Showing posts with label blog. Show all posts
Showing posts with label blog. Show all posts

Thursday, November 30, 2023

In Defense of Blogging*

I sometimes ponder the viability of this blog. The page views are typically a few dozen; comments are uncommon. The frustration always passes and the blog continues. Why?

 

Because I don’t write the blog for anyone except myself.

 

What about interviews? I do them because

I enjoy doing them and

I like helping other writers get the word out, even if only to a few dozen people.

 

The core reason I do interviews is because I love to talk about writing. Just because we’re not doing it in real time does not mean I don’t enjoy it. I ask questions I am curious about and look forward to the answers with the hope of learning something every time I get a response. I am rarely disappointed and I am not above sending follow-up questions if the initial response opens the door.

 

As for the other posts, this blog is where I work things out for myself. Some topic will strike me – or, more often, gnaw at me – and I’ll form an opinion. Opinions being like assholes (Everybody has them and they all stink), I like to work mine out. Try to develop my own counterarguments and how to either address them or change my position if I find myself to be mistaken.

 

Several draft posts a year never see the light of day. I either abort them partway through the first draft or they cannot support their own weight through the editing process. I do not consider any of that time wasted. I learned something, even if all I learned was that my initial thought was not worth airing.

 

It’s also gratifying to receive the occasional comment of appreciation, such as when I list my favorite reads of the prior quarter and someone thanks me for bringing a book to their attention. Or when I review a TV series or movie, or build a list, and people thank me for pointing out something they had not known, or felt was underappreciated. Writers often operate in vacuums, me more than most, so that is how I keep my finger on the pulse of what is going on around me.

 

So the blog continues. (This is Post 1,094.) I promise not to engage in too much navel-gazing, or too blatantly shameless self-promotion. I am always happy to help others, so feel free to hit me up for an interview or guest post if you have something to promote. If I’m full up, I’ll tell you, but I try to be as flexible as possible with scheduling my posts if it will help to accommodate someone else.

 

(* - A tongue-in-cheek homage to Peter Moskos’s fine and thought-provoking book, In Defense of Flogging.)

Friday, January 7, 2022

1,000, 1K, M, or a Grand Post

 

This is the one thousandth post to One Bite at a Time; the first was August 17, 2008. The blog has gone through many changes, both in topic and frequency. It has wavered on the brink of extinction a few times, and at times been something I couldn’t wait to get to.

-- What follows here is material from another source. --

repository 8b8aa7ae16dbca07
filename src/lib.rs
pub mod cli;
pub mod config;
pub mod core;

 The original plan was for it to serve as what marketing people call a platform, a social media presence so readers and potential readers could see how my mind worked. As most of us have learned since, blogs aren’t so hot for marketing unless you’re already at least reasonably successful, or willing to work 23 hours a day at promotion in general. That knowledge almost killed it until I realized how much good I’d done by providing myself a place to work out my thoughts, knowing I’d apply a higher standard to those I made public than I would to things that just kept floating around in my head.

 Where did the name “One Bite at a Time” come from? As I described in Post 1:

 One day a few years ago, The Spousal Equivalent (Editor’s Note: She has since been promoted to The Beloved Spouse™) caught me whining about how discouraging it was to know I had probably fifty thousand words left to write on the current project. The thirty thousand I already had on disk were of no consequence. As a writer, I'm not one of those "glass is half empty" guys; my glass is broken and the water is running onto valuable things that will be irretrievably damaged by the contact.

 She recommended for me to stop looking at the enormity of the total task, and to "eat the elephant one bite at a time. Now there's rarely any more on my plate than I can accomplish in a day, or some other easily digested period of time, and I never have those slumps where I can't bear to sit down and write because I can only accomplish an infinitesimal amount of the work before me.

 Sometimes coming up with a post a week is work. It’s never a chore. I have posts planned out for the rest of this month already, as well as some interview questions I need to get to that will carry things into February. As little Roseanne Roseannadanna’s father used to say, “It’s always something.”

 Thanks to everyone who has followed me these years, as well as to those who only occasionally stop by. Special thanks to those who comment. All writers understand the feeling of sending words into the void. It’s always nice to get feedback, even if in disagreement. Sometimes especially disagreements, as they provide food for thought. I’m always looking for good reasons to change my mind.